TWENTY-ONE

THE COPELAND SERVANTS, LAW-ABIDING, gathered in the kitchen as they arrived. A brief, shrewd questioning each underwent at the hands of the police—Was Mr. Copeland away during the first two weeks of November? Was he in California at that time? Had he seemed upset after that date?—filled their honest hearts with shock, doubts, wide-eyed apprehensions. Norton—Jonathan Norton, the butler—lived on Woodbury Avenue, near Cold Spring Harbor station, and owned a modest garage and two service stations. Effie Burt, upstairs maid, lived with her son and had savings of eighteen hundred dollars. She was fifty-four. Norton was sixty-two. They were old family retainers; the Copeland tradition had thrown strong roots into them. They were horrified. They hardly believed ...

“Lying there in the snow ... So peaceful like.” Mrs. Karen, the cook, dabbed her eyes. “He was a—a good boy—I don’t care what they say. He wasn’t bad, not really.” Mrs.
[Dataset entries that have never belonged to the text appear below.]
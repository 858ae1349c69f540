// src/server/rpc.rs

//! RPC surface contracts: plain serde-derived types, not bound to any
//! transport. `MasterHandle` and `RegionServerGateway` are the in-process
//! entry points RPC handlers call: most enqueue an `RpcCall` and await a
//! `oneshot` reply, keeping the handler-enqueues/loop-processes separation
//! strict; `region_server_startup` alone goes through the plain
//! `OperationQueue` since nothing in its reply depends on loop state.

use serde::{Deserialize, Serialize};
use tokio::sync::{mpsc, oneshot};

use crate::core::errors::MasterError;
use crate::core::queue::{AdminAction, OperationItem, OperationQueueHandle, ReportMessage};
use crate::core::region::TableSchema;
use crate::core::registry::Directive;
use crate::core::server_info::{ServerInfo, ServerLoad};
use crate::core::tableops::AlterSpec;

/// The subset of config a region server receives from `Startup`'s reply.
#[derive(Debug, Clone, Serialize, Deserialize)]
pub struct StartupConfig {
    pub rootdir: String,
    pub fs_default_name: String,
}

#[derive(Debug, Clone, Serialize, Deserialize)]
pub struct ClusterStatus {
    pub version: String,
    pub servers: Vec<String>,
    pub dead_servers: Vec<String>,
    pub regions_in_transition: Vec<u64>,
}

#[derive(Debug, Clone, Serialize, Deserialize)]
pub struct AlterStatusReply {
    pub pending: usize,
    pub total: usize,
}

/// An `OperationItem` paired with a `oneshot` sender for its result, the
/// unit of work actually pushed through the queue by `MasterHandle`/
/// `RegionServerGateway` so the RPC caller can await a typed reply instead
/// of only a `ProcessOutcome`.
pub enum RpcCall {
    CreateTable {
        table_name: String,
        schema: TableSchema,
        split_keys: Vec<bytes::Bytes>,
        reply: oneshot::Sender<Result<(), MasterError>>,
    },
    DeleteTable {
        table_name: String,
        reply: oneshot::Sender<Result<(), MasterError>>,
    },
    EnableTable {
        table_name: String,
        reply: oneshot::Sender<Result<(), MasterError>>,
    },
    DisableTable {
        table_name: String,
        reply: oneshot::Sender<Result<(), MasterError>>,
    },
    ModifyTable {
        table_name: String,
        action: AdminAction,
        reply: oneshot::Sender<Result<(), MasterError>>,
    },
    AlterTable {
        table_name: String,
        edits: AlterSpec,
        reply: oneshot::Sender<Result<Vec<u64>, MasterError>>,
    },
    GetAlterStatus {
        table_name: String,
        reply: oneshot::Sender<Result<AlterStatusReply, MasterError>>,
    },
    GetClusterStatus {
        reply: oneshot::Sender<ClusterStatus>,
    },
    /// The region-server heartbeat. Its reply carries whatever directives
    /// the Assigner has queued for this server since its last `Report`, so
    /// — unlike `Startup` — it cannot be a fire-and-forget `OperationItem`;
    /// it runs through this oneshot-reply path like the admin calls above.
    RegionServerReport {
        server_name: String,
        load: ServerLoad,
        msgs: Vec<ReportMessage>,
        reply: oneshot::Sender<Vec<Directive>>,
    },
    Shutdown,
    StopMaster,
}

/// The admin-facing handle (`is_master_running`, `create_table`, ...).
/// Cloned into every client-facing connection task; all it does is push
/// onto the same queue `MasterLoop` drains.
#[derive(Clone)]
pub struct MasterHandle {
    calls: tokio::sync::mpsc::Sender<RpcCall>,
    running: std::sync::Arc<std::sync::atomic::AtomicBool>,
}

impl MasterHandle {
    pub fn new(calls: tokio::sync::mpsc::Sender<RpcCall>, running: std::sync::Arc<std::sync::atomic::AtomicBool>) -> Self {
        Self { calls, running }
    }

    pub fn is_master_running(&self) -> bool {
        self.running.load(std::sync::atomic::Ordering::Acquire)
    }

    pub async fn create_table(
        &self,
        table_name: String,
        schema: TableSchema,
        split_keys: Vec<bytes::Bytes>,
    ) -> Result<(), MasterError> {
        let (reply, rx) = oneshot::channel();
        self.send(RpcCall::CreateTable {
            table_name,
            schema,
            split_keys,
            reply,
        })
        .await?;
        rx.await.map_err(|_| MasterError::MasterShuttingDown)?
    }

    pub async fn delete_table(&self, table_name: String) -> Result<(), MasterError> {
        let (reply, rx) = oneshot::channel();
        self.send(RpcCall::DeleteTable { table_name, reply }).await?;
        rx.await.map_err(|_| MasterError::MasterShuttingDown)?
    }

    pub async fn enable_table(&self, table_name: String) -> Result<(), MasterError> {
        let (reply, rx) = oneshot::channel();
        self.send(RpcCall::EnableTable { table_name, reply }).await?;
        rx.await.map_err(|_| MasterError::MasterShuttingDown)?
    }

    pub async fn disable_table(&self, table_name: String) -> Result<(), MasterError> {
        let (reply, rx) = oneshot::channel();
        self.send(RpcCall::DisableTable { table_name, reply }).await?;
        rx.await.map_err(|_| MasterError::MasterShuttingDown)?
    }

    pub async fn modify_table(&self, table_name: String, action: AdminAction) -> Result<(), MasterError> {
        let (reply, rx) = oneshot::channel();
        self.send(RpcCall::ModifyTable {
            table_name,
            action,
            reply,
        })
        .await?;
        rx.await.map_err(|_| MasterError::MasterShuttingDown)?
    }

    pub async fn alter_table(&self, table_name: String, edits: AlterSpec) -> Result<Vec<u64>, MasterError> {
        let (reply, rx) = oneshot::channel();
        self.send(RpcCall::AlterTable {
            table_name,
            edits,
            reply,
        })
        .await?;
        rx.await.map_err(|_| MasterError::MasterShuttingDown)?
    }

    pub async fn get_alter_status(&self, table_name: String) -> Result<AlterStatusReply, MasterError> {
        let (reply, rx) = oneshot::channel();
        self.send(RpcCall::GetAlterStatus { table_name, reply }).await?;
        rx.await.map_err(|_| MasterError::MasterShuttingDown)?
    }

    pub async fn get_cluster_status(&self) -> Result<ClusterStatus, MasterError> {
        let (reply, rx) = oneshot::channel();
        self.send(RpcCall::GetClusterStatus { reply }).await?;
        rx.await.map_err(|_| MasterError::MasterShuttingDown)
    }

    pub async fn shutdown(&self) -> Result<(), MasterError> {
        self.send(RpcCall::Shutdown).await
    }

    pub async fn stop_master(&self) -> Result<(), MasterError> {
        self.send(RpcCall::StopMaster).await
    }

    async fn send(&self, call: RpcCall) -> Result<(), MasterError> {
        if !self.is_master_running() {
            return Err(MasterError::MasterNotRunning);
        }
        self.calls
            .send(call)
            .await
            .map_err(|_| MasterError::MasterShuttingDown)
    }
}

/// The region-server-facing handle: `region_server_startup` enqueues onto
/// the `OperationQueue` (fire-and-forget; its reply needs nothing the loop
/// computed), while `region_server_report` goes over the `RpcCall` channel
/// so it can await the directives the Assigner queued for this server.
#[derive(Clone)]
pub struct RegionServerGateway {
    queue: OperationQueueHandle,
    calls: mpsc::Sender<RpcCall>,
    rootdir: String,
    fs_default_name: String,
}

impl RegionServerGateway {
    pub fn new(
        queue: OperationQueueHandle,
        calls: mpsc::Sender<RpcCall>,
        rootdir: String,
        fs_default_name: String,
    ) -> Self {
        Self {
            queue,
            calls,
            rootdir,
            fs_default_name,
        }
    }

    pub async fn region_server_startup(&self, server: ServerInfo) -> Result<StartupConfig, MasterError> {
        self.queue
            .enqueue(OperationItem::ProcessServerStartup { server })
            .await
            .map_err(|_| MasterError::MasterShuttingDown)?;
        Ok(StartupConfig {
            rootdir: self.rootdir.clone(),
            fs_default_name: self.fs_default_name.clone(),
        })
    }

    pub async fn region_server_report(
        &self,
        server_name: String,
        load: ServerLoad,
        msgs: Vec<ReportMessage>,
    ) -> Result<Vec<Directive>, MasterError> {
        let (reply, rx) = oneshot::channel();
        self.calls
            .send(RpcCall::RegionServerReport { server_name, load, msgs, reply })
            .await
            .map_err(|_| MasterError::MasterShuttingDown)?;
        rx.await.map_err(|_| MasterError::MasterShuttingDown)
    }
}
Karen always arrived earliest; she had seen the body before it was taken away. “There in the snow ...” She sniffed. Her red old eyes filled again. “They say he murdered some girl named Martha,” she wailed.

“Mr. Walheim was killed, too,” said Gruber, the chauffeur. He was younger, forty-six, and not much of a sentimentalist. “A fat guy—wonder who he was?—got plugged in the stomach ... Walheim—you know, there’s a lad I never went for. Never did like him.” He lifted a toothpick from a holder, leaned back, picked his teeth. “To tell the truth, as for Mr. Copeland, I always wondered if he would come to a bad end.” The others glared at him. He subsided. Mrs. Karen sobbed loudly.

Ivan, the gardener, said, “Them cops, they ask me when we stop livin’ here on the estate—I never did say here. What they wanna know that for? Norton and Erne, you’re the only ones that lived here. They ask you about that, huh?”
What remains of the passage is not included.